Low‐dose TNF‐α protects against hepatic ischemia‐reperfusion injury in mice: Implications for preconditioning

Tumor necrosis factor α (TNF‐α) is implicated in the pathogenesis of hepatic ischemia reperfusion injury but can also prime hepatocytes to enter the cell cycle. Ischemic preconditioning protects against ischemia‐reperfusion (IR) liver injury and is associated with activation of nuclear factor κB (NF‐κB) and cell cycle entry. We examined the pattern of TNF‐α release during hepatic IR in the presence or absence of ischemic preconditioning, and we tested whether a single low‐dose injection of TNF could mimic the biologic effects of ischemic preconditioning. In naïve mice, hepatic and plasma levels of TNF‐α rose during hepatic ischemia, reaching high levels after 90 minutes; values remained elevated during reperfusion until 44 hours.

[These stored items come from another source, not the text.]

//! Typed per-turn input to the registry.

use crate::roster::PartyId;
use crate::unit::UnitId;
use crate::wire::{ActionKind, Combatant, Player, UnitFields, Waypoint};

/// One event of a turn's action log.
#[derive(Debug, Clone, PartialEq, Eq)]
pub enum ActionEvent {
    /// A unit was produced this turn.
    Build(UnitFields),
    /// A unit moved. When its destination is withheld, the last revealed
    /// waypoint stands in for it.
    Move {
        /// The moving unit.
        unit: UnitFields,
        /// Revealed path, start first.
        waypoints: Vec<Waypoint>,
        /// Total distance travelled, including hidden steps.
        distance: Option<u32>,
    },
    /// Two units exchanged fire.
    Fire {
        /// Attacker, if it revealed itself.
        attacker: Option<Combatant>,
        /// Defender, if revealed.
        defender: Option<Combatant>,
        /// Side-channel owner of the attacker.
        attacker_owner: Option<PartyId>,
    },
    /// Two units merged.
    Join {
        /// The merged unit.
        joined: UnitFields,
        /// The absorbed unit.
        absorbed: Option<UnitId>,
    },
    /// A unit left a transport.
    Unload {
        /// The disembarked unit.
        unit: UnitFields,
        /// The carrying transport.
        transport: UnitId,
    },
    /// Previously hidden units came into view.
    Discover(Vec<UnitFields>),
}

impl ActionEvent {
    /// Convert a wire payload. Actions without unit history yield `None`.
    #[must_use]
    pub fn from_kind(kind: ActionKind) -> Option<Self> {
        Some(match kind {
            ActionKind::Build { new_unit } => Self::Build(new_unit),
            ActionKind::Move { unit, paths, dist } => Self::Move {
                unit,
                waypoints: paths.map(|p| p.global).unwrap_or_default(),
                distance: dist,
            },
            ActionKind::Fire {
                attacker,
                defender,
                cop_values,
            } => Self::Fire {
                attacker,
                defender,
                attacker_owner: cop_values
                    .and_then(|c| c.attacker)
                    .map(|side| side.player_id),
            },
            ActionKind::Join {
                joined_unit,
                absorbed_id,
            } => Self::Join {
                joined: joined_unit,
                absorbed: absorbed_id,
            },
            ActionKind::Unload {
                unloaded_unit,
                transport_id,
            } => Self::Unload {
                unit: unloaded_unit,
                transport: transport_id,
            },
            ActionKind::Other => return None,
        })
    }
}

/// Everything visible at the start of one turn, plus what happened during it.
#[derive(Debug, Clone, Default, PartialEq, Eq)]
pub struct TurnSnapshot {
    /// Turn index, starting at 0.
    pub turn: u32,
    /// Roster as listed this turn.
    pub players: Vec<Player>,
    /// Units visible at turn start.
    pub units: Vec<UnitFields>,
    /// Action log in order.
    pub actions: Vec<ActionEvent>,
}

Following the ischemic preconditioning stimulus, there was an early rise in hepatic and serum TNF‐α levels, but, during a second prolonged ischemic interval peak, TNF‐α values were lower than in naïve mice and declined to negligible levels by 2 hours reperfusion. An injection with 1 μg or 5 μg/kg body weight TNF‐α 30 minutes prior to hepatic IR substantially reduced liver injury determined by liver histology and serum alanine aminotransferase (ALT) levels. As in ischemic preconditioning, TNF‐α pretreatment activated NF‐κB DNA binding, STAT3, cyclin D1, cyclin‐dependent kinase 4 (cdk4) expression, and cell cycle entry, determined by proliferating cell nuclear antigen (PCNA) staining of hepatocyte nuclei. In conclusion, the hepatoprotective effects of “preconditioning” can be simulated by TNF‐α injection, which has identical downstream effects on cell cycle entry. We propose that transient increases in TNF‐α levels may substitute for, as well as, mediate the hepatoprotective effects of ischemic preconditioning against hepatic IR injury.